Als die Kämpfe immer näher kamen, mussten wir fliehen. Seitdem ist unsere Familie sechs Mal geflohen, jedes Mal nur mit der Kleidung, die wir gerade anhatten. Jedes Mal, wenn wir wieder fliehen mussten, dachte ich: Das ist jetzt das letzte Mal.

Ich werde nie die Nacht im August 2016 vergessen, in der wir unser letztes Zuhause in Aleppo verlassen haben. Tagsüber hatte ich mit meinen Brüdern gespielt. Dann hörten wir laute Explosionen. Wir hatten schreckliche Angst. Meine Mutter sagte, dass wir weglaufen müssen. Ich hatte nicht einmal Zeit, um meine Puppe Judi zu holen. Auf der Straße war überall Feuer. Einige Kinder waren verletzt. Wir kletterten auf einen Lastwagen mit vielen anderen Leuten, wie Vieh.

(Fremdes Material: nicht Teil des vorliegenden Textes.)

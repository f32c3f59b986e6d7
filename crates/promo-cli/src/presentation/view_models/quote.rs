use serde::Serialize;

#[derive(Debug, Serialize)]
pub struct QuoteViewModel {
    pub start: String,
    pub end: String,
    #[serde(skip_serializing_if = "Option::is_none")]
    pub days: Option<u32>,
    pub bid: String,
    pub cpm_cents: u32,
    pub targeting: String,
    #[serde(skip_serializing_if = "Option::is_none")]
    pub duration: Option<String>,
    #[serde(skip_serializing_if = "Option::is_none")]
    pub impressions: Option<String>,
    #[serde(skip_serializing_if = "Option::is_none")]
    pub price: Option<String>,
    #[serde(skip_serializing_if = "Option::is_none")]
    pub bid_info: Option<String>,
    pub minimum_total: String,
    pub accepted: bool,
    pub problems: Vec<String>,
}

#[derive(Debug, Serialize)]
pub struct ForecastViewModel {
    pub quote: QuoteViewModel,
    pub daily_impressions: u64,
    pub requested: u64,
    pub predicted: u64,
    pub oversold_dates: Vec<String>,
    #[serde(skip_serializing_if = "Option::is_none")]
    pub warning: Option<String>,
}
use crate::Result;
use crate::backend::ImpressionSource;
use std::collections::HashMap;
use tracing::debug;

/// Daily impressions per target, filled lazily and kept for the session.
///
/// Concurrent lookups for the same target are not deduplicated: two misses
/// in flight both hit the source, and the later answer wins.
#[derive(Debug, Default, Clone)]
pub struct ImpressionsCache {
    entries: HashMap<String, u64>,
    hits: u64,
    misses: u64,
}

impl ImpressionsCache {
    pub fn new() -> Self {
        Self::default()
    }

    pub fn get(&self, target: &str) -> Option<u64> {
        self.entries.get(target).copied()
    }

    pub fn insert(&mut self, target: impl Into<String>, daily: u64) {
        self.entries.insert(target.into(), daily);
    }

    pub async fn get_or_fetch<S>(&mut self, source: &S, target: &str) -> Result<u64>
    where
        S: ImpressionSource + ?Sized,
    {
        if let Some(daily) = self.get(target) {
            self.hits += 1;
            debug!(sr = target, daily, "impressions cache hit");
            return Ok(daily);
        }

        self.misses += 1;
        let daily = source.daily_impressions(target).await?;
        self.insert(target, daily);
        Ok(daily)
    }

    pub fn len(&self) -> usize {
        self.entries.len()
    }

    pub fn is_empty(&self) -> bool {
        self.entries.is_empty()
    }

    pub fn hits(&self) -> u64 {
        self.hits
    }

    pub fn misses(&self) -> u64 {
        self.misses
    }
}

#[cfg(test)]
mod tests {
    use super::*;
    use crate::backend::FixedImpressions;

    #[tokio::test]
    async fn test_second_lookup_is_served_from_cache() -> Result<()> {
        let mut cache = ImpressionsCache::new();
        let source = FixedImpressions(1000);

        assert_eq!(cache.get_or_fetch(&source, "pics").await?, 1000);
        assert_eq!(cache.get_or_fetch(&source, "pics").await?, 1000);
        assert_eq!(cache.misses(), 1);
        assert_eq!(cache.hits(), 1);
        Ok(())
    }

    #[tokio::test]
    async fn test_sitewide_and_targeted_are_separate_keys() -> Result<()> {
        let mut cache = ImpressionsCache::new();
        cache.insert("", 50_000);

        let source = FixedImpressions(7);
        assert_eq!(cache.get_or_fetch(&source, "").await?, 50_000);
        assert_eq!(cache.get_or_fetch(&source, "aww").await?, 7);
        assert_eq!(cache.len(), 2);
        Ok(())
    }
}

Eine beste Freundin hat Alaa schon gefunden. (Foto: Unicef)

Alaa in ihrer neuen Klasse (Foto: Unicef)

Heute wohnen wir in einer Stadt namens Bseireh. Ich habe ein schlechtes Gewissen, dass ich Judi zurückgelassen habe. Wir haben hier eine kleine Wohnung  mit zwei Zimmern. Mein jüngerer Bruder Ahmad und ich kuscheln uns nachts aneinander, damit uns wärmer wird. Ich mag es hier zu sein, weil es  keine Explosionen gibt. Jetzt habe ich mehr Zeit zum Lernen und zum Spielen.

Ich vermisse meine alte Schule, meine Spielsachen und meine Freunde in Aleppo. Aber ich habe hier zwei neue Freunde gefunden, die auch aus Aleppo kommen.

Ich weiß, dass Deutschland sehr weit weg ist, hinter dem Meer. Ist Deutschland schön? Ich habe die Erwachsenen von Deutschland erzählen gehört. Sie sagen, dass viele Menschen aus Syrien dort hingegangen sind.

Ich hoffe, dass ich irgendwann wieder in mein Zuhause in Aleppo zurückgehen kann und nie mehr weg muss. Ich hoffe auch, dass alle syrischen Kinder, die nach Deutschland gegangen sind, in der Schule und glücklich sind und liebe Freunde haben.